Agile Architectures Build Enduring Enterprises
The past century can be divided into three phases, each segment with its own defining characteristics. The first phase is the period before 1960, called the “Manufacturing Age.” During this era, enterprises made breakthroughs in production processes and techniques, and industry giants such as Ford, Boeing, and GE emerged. The second phase, the “Distribution Age,” lasted from 1960 to 1990. Globalization intensified during this period. Thanks to better supply chain systems, enterprises could produce more products at lower cost and within a shorter time. This allowed companies to quickly ship products worldwide. Successful enterprises such as Wal-Mart, P&G, and UPS appeared. The third phase, beginning in the 1990s, was the “Information Age,” a time when PC usage mushroomed. Benefiting from new Information Technologies (IT) and the Internet, a group of enterprises quickly rose into the world’s most influential companies. Amazon and Google, for example, quickly grew into large multi-national businesses within a few years.
The Key to Enterprise Survival: A Better Customer Experience
Starting in 2010, customer requirements began to change as global competition intensified and the financial crisis lingered on. Enterprises came to recognize the need to provide better services to retain their customers. As a result, four strategies have become business-critical to the future of enterprises: transforming the customer experience, enhancing mobility in business models, building the enterprise’s digital economy, and using Big Data to drive business results.

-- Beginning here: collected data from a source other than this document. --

use futures::future::BoxFuture;
use futures::FutureExt;
use log::{debug, error, info};
use std::any::Any;
use std::collections::VecDeque;
use std::future::Future;
use std::panic::AssertUnwindSafe;
use std::sync::{Arc, Mutex, MutexGuard, PoisonError};
use thiserror::Error;
use tokio::sync::Notify;

#[derive(Error, Debug)]
pub enum JobError {
    #[error("Job failed: {0:#}")]
    Failed(#[from] anyhow::Error),

    #[error("Job panicked: {0}")]
    Panicked(String),
}

type Handler<I, T> = Box<dyn FnOnce(I) -> BoxFuture<'static, anyhow::Result<T>> + Send>;

/// A unit of work for the [`JobQueue`]. Jobs are not persisted.
pub struct Job<I, T> {
    pub name: String,
    pub input: I,
    handle: Handler<I, T>,
    on_success: Option<Box<dyn FnOnce(T) + Send>>,
    on_error: Option<Box<dyn FnOnce(JobError) + Send>>,
}

impl<I, T> Job<I, T>
where
    I: Send + 'static,
    T: Send + 'static,
{
    pub fn new<F, Fut>(name: impl Into<String>, input: I, handle: F) -> Self
    where
        F: FnOnce(I) -> Fut + Send + 'static,
        Fut: Future<Output = anyhow::Result<T>> + Send + 'static,
    {
        Self {
            name: name.into(),
            input,
            handle: Box::new(move |input| handle(input).boxed()),
            on_success: None,
            on_error: None,
        }
    }

    pub fn on_success(mut self, callback: impl FnOnce(T) + Send + 'static) -> Self {
        self.on_success = Some(Box::new(callback));
        self
    }

    pub fn on_error(mut self, callback: impl FnOnce(JobError) + Send + 'static) -> Self {
        self.on_error = Some(Box::new(callback));
        self
    }

    fn into_queued(self) -> QueuedJob {
        let Job {
            name,
            input,
            handle,
            on_success,
            on_error,
        } = self;

        let job_name = name.clone();
        let run = async move {
            // The handler is invoked inside the guarded future so a panic
            // while building its future is caught too.
            let outcome = AssertUnwindSafe(async move { handle(input).await })
                .catch_unwind()
                .await;

            let result = match outcome {
                Ok(Ok(value)) => Ok(value),
                Ok(Err(e)) => Err(JobError::Failed(e)),
                Err(payload) => Err(JobError::Panicked(panic_message(payload))),
            };

            match result {
                Ok(value) => {
                    debug!("Job {} finished", job_name);
                    if let Some(callback) = on_success {
                        callback(value);
                    }
                }
                Err(e) => {
                    error!("Job {} failed: {}", job_name, e);
                    if let Some(callback) = on_error {
                        callback(e);
                    }
                }
            }
        }
        .boxed();

        QueuedJob { name, run }
    }
}

fn panic_message(payload: Box<dyn Any + Send>) -> String {
    if let Some(message) = payload.downcast_ref::<&str>() {
        message.to_string()
    } else if let Some(message) = payload.downcast_ref::<String>() {
        message.clone()
    } else {
        "unknown panic".to_string()
    }
}

struct QueuedJob {
    name: String,
    run: BoxFuture<'static, ()>,
}

#[derive(Default)]
struct State {
    jobs: VecDeque<QueuedJob>,
    active: bool,
}

#[derive(Default)]
struct Inner {
    state: Mutex<State>,
    idle: Notify,
}

/// Runs jobs one at a time in enqueue order on a single tokio task.
///
/// A failing or panicking job is reported through its `on_error` callback
/// and never stops the queue. Cloning yields another handle to the same queue.
#[derive(Clone, Default)]
pub struct JobQueue {
    inner: Arc<Inner>,
}

impl JobQueue {
    pub fn new() -> Self {
        Self::default()
    }

    /// Append a job and start a worker if none is draining. Must be called
    /// from within a tokio runtime.
    pub fn enqueue<I, T>(&self, job: Job<I, T>)
    where
        I: Send + 'static,
        T: Send + 'static,
    {
        let job = job.into_queued();
        debug!("Job {} queued", job.name);

        let start_worker = {
            let mut state = self.state();
            state.jobs.push_back(job);
            !std::mem::replace(&mut state.active, true)
        };

        if start_worker {
            tokio::spawn(self.clone().drain());
        }
    }

    /// Jobs waiting to start, not counting the one running.
    pub fn pending(&self) -> usize {
        self.state().jobs.len()
    }

    pub fn is_idle(&self) -> bool {
        let state = self.state();
        !state.active && state.jobs.is_empty()
    }

    /// Resolve once no job is running or waiting.
    pub async fn wait_idle(&self) {
        loop {
            let notified = self.inner.idle.notified();
            if self.is_idle() {
                return;
            }
            notified.await;
        }
    }

    async fn drain(self) {
        loop {
            let next = {
                let mut state = self.state();
                match state.jobs.pop_front() {
                    Some(job) => job,
                    None => {
                        state.active = false;
                        break;
                    }
                }
            };

            info!("Job {} started", next.name);
            if AssertUnwindSafe(next.run).catch_unwind().await.is_err() {
                error!("Job {} panicked in a callback", next.name);
            }
        }

        self.inner.idle.notify_waiters();
    }

    fn state(&self) -> MutexGuard<'_, State> {
        self.inner
            .state
            .lock()
            .unwrap_or_else(PoisonError::into_inner)
    }
}

#[cfg(test)]
mod tests {
    use super::*;
    use std::sync::atomic::{AtomicUsize, Ordering};
    use std::time::Duration;

    type Log = Arc<Mutex<Vec<String>>>;

    fn record(log: &Log, entry: impl Into<String>) {
        log.lock().unwrap().push(entry.into());
    }

    fn tracked(log: &Log, name: &'static str, fail: bool) -> Job<&'static str, &'static str> {
        let handler_log = log.clone();
        let ok_log = log.clone();
        let err_log = log.clone();

        Job::new(name, name, move |name| async move {
            record(&handler_log, format!("{}:start", name));
            tokio::time::sleep(Duration::from_millis(10)).await;
            if fail {
                anyhow::bail!("{} exploded", name);
            }
            record(&handler_log, format!("{}:end", name));
            Ok(name)
        })
        .on_success(move |name| record(&ok_log, format!("{}:ok", name)))
        .on_error(move |_| record(&err_log, format!("{}:err", name)))
    }

    #[tokio::test]
    async fn test_failure_is_isolated_and_order_kept() {
        let queue = JobQueue::new();
        let log: Log = Arc::default();

        queue.enqueue(tracked(&log, "A", false));
        queue.enqueue(tracked(&log, "B", true));
        queue.enqueue(tracked(&log, "C", false));
        queue.wait_idle().await;

        assert_eq!(
            *log.lock().unwrap(),
            vec!["A:start", "A:end", "A:ok", "B:start", "B:err", "C:start", "C:end", "C:ok"]
        );
    }

    #[tokio::test]
    async fn test_panicking_job_reports_error() {
        let queue = JobQueue::new();
        let log: Log = Arc::default();
        let err_log = log.clone();

        queue.enqueue(
            Job::new("boom", (), |_: ()| async move {
                if true {
                    panic!("handler blew up");
                }
                Ok(())
            })
            .on_error(move |e| {
                assert!(matches!(e, JobError::Panicked(ref m) if m == "handler blew up"));
                record(&err_log, "boom:err");
            }),
        );
        queue.enqueue(tracked(&log, "after", false));
        queue.wait_idle().await;

        assert_eq!(
            *log.lock().unwrap(),
            vec!["boom:err", "after:start", "after:end", "after:ok"]
        );
    }

    #[tokio::test]
    async fn test_jobs_never_overlap() {
        let queue = JobQueue::new();
        let running = Arc::new(AtomicUsize::new(0));
        let peak = Arc::new(AtomicUsize::new(0));

        for i in 0..5 {
            let running = running.clone();
            let peak = peak.clone();
            queue.enqueue(Job::new(format!("job-{}", i), i, move |i| async move {
                let now = running.fetch_add(1, Ordering::SeqCst) + 1;
                peak.fetch_max(now, Ordering::SeqCst);
                tokio::time::sleep(Duration::from_millis(5)).await;
                running.fetch_sub(1, Ordering::SeqCst);
                Ok(i)
            }));
        }
        queue.wait_idle().await;

        assert_eq!(peak.load(Ordering::SeqCst), 1);
        assert!(queue.is_idle());
        assert_eq!(queue.pending(), 0);
    }

    #[tokio::test]
    async fn test_job_enqueued_from_callback_runs() {
        let queue = JobQueue::new();
        let log: Log = Arc::default();
        let follow_up = tracked(&log, "second", false);
        let handle = queue.clone();

        queue.enqueue(
            Job::new("first", (), |_: ()| async { Ok(()) })
                .on_success(move |_| handle.enqueue(follow_up)),
        );
        queue.wait_idle().await;

        assert_eq!(
            *log.lock().unwrap(),
            vec!["second:start", "second:end", "second:ok"]
        );
    }

    #[tokio::test]
    async fn test_wait_idle_on_empty_queue() {
        let queue = JobQueue::new();
        assert!(queue.is_idle());
        queue.wait_idle().await;
    }
}
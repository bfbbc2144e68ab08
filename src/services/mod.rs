pub mod dedup;

pub use dedup::{DedupError, DedupService, RegistrationOutcome};
use super::now;
use crate::database::models::{ContentHash, HashMetadata, HashType};
use crate::database::DatabaseError;
use rusqlite::{params, Connection, OptionalExtension, Row};

const SELECT_COLUMNS: &str =
    "SELECT id, content_id, hash_type, value, metadata FROM content_hashes";

pub struct ContentHashRepository<'c> {
    conn: &'c Connection,
}

impl<'c> ContentHashRepository<'c> {
    pub fn new(conn: &'c Connection) -> Self {
        Self { conn }
    }

    pub fn save(&self, hash: &ContentHash) -> Result<(), DatabaseError> {
        let metadata = hash
            .metadata
            .as_ref()
            .map(serde_json::to_string)
            .transpose()?;

        self.conn.execute(
            "INSERT INTO content_hashes (id, content_id, hash_type, value, metadata, created_at)
             VALUES (?1, ?2, ?3, ?4, ?5, ?6)",
            params![
                hash.id,
                hash.content_id,
                hash.hash_type.as_str(),
                hash.value,
                metadata,
                now()
            ],
        )?;
        Ok(())
    }

    pub fn find_by_id(&self, id: &str) -> Result<Option<ContentHash>, DatabaseError> {
        let row = self
            .conn
            .query_row(
                &format!("{} WHERE id = ?1", SELECT_COLUMNS),
                params![id],
                read_row,
            )
            .optional()?;

        row.map(into_hash).transpose()
    }

    pub fn find_by_type_and_value(
        &self,
        hash_type: &HashType,
        value: &str,
    ) -> Result<Vec<ContentHash>, DatabaseError> {
        self.query(
            &format!(
                "{} WHERE hash_type = ?1 AND value = ?2 ORDER BY created_at, id",
                SELECT_COLUMNS
            ),
            params![hash_type.as_str(), value],
        )
    }

    pub fn find_by_type(&self, hash_type: &HashType) -> Result<Vec<ContentHash>, DatabaseError> {
        self.query(
            &format!("{} WHERE hash_type = ?1 ORDER BY created_at, id", SELECT_COLUMNS),
            params![hash_type.as_str()],
        )
    }

    pub fn find_by_content_id(&self, content_id: &str) -> Result<Vec<ContentHash>, DatabaseError> {
        self.query(
            &format!("{} WHERE content_id = ?1 ORDER BY created_at, id", SELECT_COLUMNS),
            params![content_id],
        )
    }

    /// Delete every hash of a content. Pending queue entries go with them.
    pub fn delete_by_content_id(&self, content_id: &str) -> Result<usize, DatabaseError> {
        let deleted = self.conn.execute(
            "DELETE FROM content_hashes WHERE content_id = ?1",
            params![content_id],
        )?;
        Ok(deleted)
    }

    fn query(
        &self,
        sql: &str,
        params: impl rusqlite::Params,
    ) -> Result<Vec<ContentHash>, DatabaseError> {
        let mut stmt = self.conn.prepare(sql)?;
        let rows = stmt
            .query_map(params, read_row)?
            .collect::<Result<Vec<_>, _>>()?;
        rows.into_iter().map(into_hash).collect()
    }
}

type HashRow = (String, String, String, String, Option<String>);

fn read_row(row: &Row<'_>) -> rusqlite::Result<HashRow> {
    Ok((
        row.get(0)?,
        row.get(1)?,
        row.get(2)?,
        row.get(3)?,
        row.get(4)?,
    ))
}

fn into_hash(
    (id, content_id, hash_type, value, metadata): HashRow,
) -> Result<ContentHash, DatabaseError> {
    let metadata = metadata
        .map(|json| serde_json::from_str::<HashMetadata>(&json))
        .transpose()?;

    Ok(ContentHash {
        id,
        content_id,
        hash_type: HashType::from(hash_type),
        value,
        metadata,
    })
}
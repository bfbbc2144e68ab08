use async_trait::async_trait;
use std::io;
use std::path::Path;

/// Filesystem operations the hashing core is allowed to perform.
///
/// Only the frame-extraction scratch directory goes through this; media files
/// themselves are read directly by the hash service.
#[async_trait]
pub trait FileSystem: Send + Sync {
    async fn create_directory(&self, path: &Path) -> io::Result<()>;

    async fn move_file(&self, from: &Path, to: &Path) -> io::Result<()>;

    async fn delete(&self, path: &Path) -> io::Result<()>;

    async fn delete_directory(&self, path: &Path) -> io::Result<()>;
}

/// `FileSystem` backed by the local disk through `tokio::fs`.
#[derive(Debug, Default, Clone, Copy)]
pub struct LocalFileSystem;

#[async_trait]
impl FileSystem for LocalFileSystem {
    async fn create_directory(&self, path: &Path) -> io::Result<()> {
        tokio::fs::create_dir_all(path).await
    }

    async fn move_file(&self, from: &Path, to: &Path) -> io::Result<()> {
        tokio::fs::rename(from, to).await
    }

    async fn delete(&self, path: &Path) -> io::Result<()> {
        tokio::fs::remove_file(path).await
    }

    async fn delete_directory(&self, path: &Path) -> io::Result<()> {
        match tokio::fs::remove_dir_all(path).await {
            Err(e) if e.kind() == io::ErrorKind::NotFound => Ok(()),
            other => other,
        }
    }
}
impl DedupService {
    pub fn new(
        db: Arc<Database>,
        config: &AppConfig,
        video: Arc<dyn VideoService>,
        fs: Arc<dyn FileSystem>,
        ids: Arc<dyn IdGenerator>,
    ) -> Self {
        Self {
            db,
            calculators: CalculatorFactory::new(config, video, fs, ids.clone()),
            grouper: Arc::new(DuplicateGrouper::new(
                config.dhash_size,
                config.dhash_max_distance,
                ids.clone(),
            )),
            ids,
            jobs: JobQueue::new(),
            batch_threshold: config.batch_threshold,
            scan_scheduled: Arc::new(AtomicBool::new(false)),
        }
    }

    /// Service using ffmpeg, the local disk and random ids.
    pub fn from_config(db: Arc<Database>, config: &AppConfig) -> Self {
        Self::new(
            db,
            config,
            Arc::new(FfmpegVideoService::new(
                &config.ffmpeg_path,
                &config.ffprobe_path,
            )),
            Arc::new(LocalFileSystem),
            Arc::new(UuidGenerator),
        )
    }

    pub fn database(&self) -> &Arc<Database> {
        &self.db
    }

    /// Queue hash calculation for `content`. The receiver may be dropped.
    pub fn enqueue_registration(&self, content: Content) -> Reply<RegistrationOutcome> {
        let service = self.clone();
        self.submit(format!("register {}", content.id), content, move |content| async move {
            service.run_registration(content).await
        })
    }

    pub async fn register(&self, content: Content) -> Result<RegistrationOutcome, DedupError> {
        self.enqueue_registration(content)
            .await
            .map_err(|_| DedupError::Dropped)?
    }

    pub fn enqueue_scan(&self) -> Reply<ScanSummary> {
        let db = self.db.clone();
        let grouper = self.grouper.clone();
        let scheduled = self.scan_scheduled.clone();
        self.submit("scan".to_string(), (), move |_| async move {
            scheduled.store(false, Ordering::SeqCst);
            let summary = tokio::task::spawn_blocking(move || {
                let conn = db.lock()?;
                grouper.scan(&conn)
            })
            .await??;
            Ok(summary)
        })
    }

    pub async fn scan(&self) -> Result<ScanSummary, DedupError> {
        self.enqueue_scan().await.map_err(|_| DedupError::Dropped)?
    }

    /// Queue removal of a content with its hashes and group membership.
    /// Resolves to whether the content row existed.
    pub fn enqueue_removal(&self, content_id: String) -> Reply<bool> {
        let service = self.clone();
        let name = format!("remove {}", content_id);
        self.submit(name, content_id, move |content_id| async move {
            service.run_removal(&content_id)
        })
    }

    pub async fn remove_content(&self, content_id: &str) -> Result<bool, DedupError> {
        self.enqueue_removal(content_id.to_string())
            .await
            .map_err(|_| DedupError::Dropped)?
    }

    /// Queue every known hash for comparison again.
    pub async fn requeue_all(&self) -> Result<usize, DedupError> {
        let db = self.db.clone();
        self.submit("requeue".to_string(), (), move |_| async move {
            let conn = db.lock()?;
            let added = ScanQueueRepository::new(&conn).requeue_all()?;
            info!("Requeued {} hashes", added);
            Ok(added)
        })
        .await
        .map_err(|_| DedupError::Dropped)?
    }

    pub async fn wait_idle(&self) {
        self.jobs.wait_idle().await;
    }

    fn submit<I, T, F, Fut>(&self, name: String, input: I, handle: F) -> Reply<T>
    where
        I: Send + 'static,
        T: Send + 'static,
        F: FnOnce(I) -> Fut + Send + 'static,
        Fut: Future<Output = Result<T, DedupError>> + Send + 'static,
    {
        let (tx, rx) = oneshot::channel();
        let on_success = Arc::new(Mutex::new(Some(tx)));
        let on_error = on_success.clone();

        let job = Job::new(name, input, move |input| async move {
            handle(input).await.map_err(anyhow::Error::from)
        })
        .on_success(move |value| reply(&on_success, Ok(value)))
        .on_error(move |e| reply(&on_error, Err(DedupError::from_job(e))));

        self.jobs.enqueue(job);
        rx
    }

    async fn run_registration(&self, content: Content) -> Result<RegistrationOutcome, DedupError> {
        let hashes = self.calculators.calculate(&content).await?;

        let pending = {
            let conn = self.db.lock()?;
            let tx = conn.unchecked_transaction().map_err(DatabaseError::from)?;

            // Re-registration starts over for this content.
            self.leave_groups(&tx, &content.id)?;
            let hash_repo = ContentHashRepository::new(&tx);
            hash_repo.delete_by_content_id(&content.id)?;

            let queue = ScanQueueRepository::new(&tx);
            for hash in &hashes {
                hash_repo.save(hash)?;
                queue.add(&hash.id)?;
            }
            let pending = queue.count()?;
            tx.commit().map_err(DatabaseError::from)?;
            pending
        };

        info!(
            "Registered {} ({}) with {} hashes, {} pending",
            content.id,
            content.content_type,
            hashes.len(),
            pending
        );

        let scan_triggered =
            pending >= self.batch_threshold && !self.scan_scheduled.swap(true, Ordering::SeqCst);
        if scan_triggered {
            info!("Scan queue reached {}, scheduling scan", pending);
            drop(self.enqueue_scan());
        }

        Ok(RegistrationOutcome {
            content_id: content.id,
            hashes,
            scan_triggered,
        })
    }

    fn run_removal(&self, content_id: &str) -> Result<bool, DedupError> {
        let conn = self.db.lock()?;
        let tx = conn.unchecked_transaction().map_err(DatabaseError::from)?;

        let groups_deleted = self.leave_groups(&tx, content_id)?;
        let hashes_deleted = ContentHashRepository::new(&tx).delete_by_content_id(content_id)?;
        let existed = ContentRepository::new(&tx).delete(content_id)?;
        tx.commit().map_err(DatabaseError::from)?;

        info!(
            "Removed {}: {} hashes, {} groups dissolved",
            content_id, hashes_deleted, groups_deleted
        );
        Ok(existed)
    }

    /// Drop a content from its groups. Surviving groups are measured
    /// against their new first item. Returns the number of groups deleted.
    fn leave_groups(&self, conn: &Connection, content_id: &str) -> Result<usize, DedupError> {
        let groups = DuplicateGroupRepository::new(conn, self.ids.as_ref());
        let group_ids = groups.find_ids_by_content_id(content_id)?;
        let deleted = groups.remove_content(content_id)?;

        for group_id in &group_ids {
            if self.grouper.refresh_group(conn, group_id)? {
                info!("Group {} measured against a new representative", group_id);
            }
        }
        Ok(deleted)
    }
}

Forrester defines IT and Business Technology (BT) inputs as follows: IT inputs refer to the enterprise’s IT investment used to support internal operations, while BT inputs are investments dedicated to providing services to customers and improving the customer experience. Modern enterprises require both IT and BT inputs to grow their business. It is estimated that by 2018, BT inputs for enterprises will well exceed IT inputs.
Facing new challenges, enterprises must rethink their investments to offer innovative customer services with improved efficiency. Future e-commerce platforms will offer customers more targeted, personalized services tailored to their digital consumption behavior. Consequently, enterprises are expected to make wiser investment decisions with regard to their e-commerce platforms.
Agile Technologies Ensure Enterprise Longevity
To reinvent their technology architecture, enterprises must carefully consider which agile architecture and technologies best suit their long-term requirements. For example, predictive analytics technology is growing in popularity around the globe. By keeping a close eye on such technologies as they become more mature and affordable, enterprises can start to apply them to their businesses.
Enterprises generally have vast amounts of data resources that they need to sift through and collate. Then they must mine the data to find the most valuable information to sharpen their competitive edge. Merely using predictive analytics is not enough. Consolidation of third-party data is another “must” for enterprises if they intend to optimize business results.
Enterprises that provide multiple services must listen to their customers to better deliver these services. Viable channels will need to be put in place to obtain and consolidate diverse types of customer feedback, which can then be applied to improve customer satisfaction. For example, a growing number of consumers use various devices to interact with enterprises over the Internet. In today’s world of smart devices, “Apps” have become the norm, allowing consumers to stay informed about special events and news for their favorite companies and receive updates as soon as new offerings launch.
Enterprises also face many new challenges, such as the constant emergence of new competitors, fast-growing Internet technologies requiring continuous upgrade, and ever-intensifying consumer requirements. To address these challenges, enterprises must become more agile, ensure consistent knowledge transfer, and unify key messages delivered by different employees to customers. Most enterprises, regardless of their size, still have a long way to go in order to truly achieve business agility.
In China today, a majority of Chinese enterprises have been operating for less than four decades. Less than thirty percent of the enterprises included in Global 1000 three decades ago are still in the ranking. Agility is vitally important to enterprise longevity. Successful enterprises must remain agile to adapt to changing markets and satisfy ever-changing customer needs.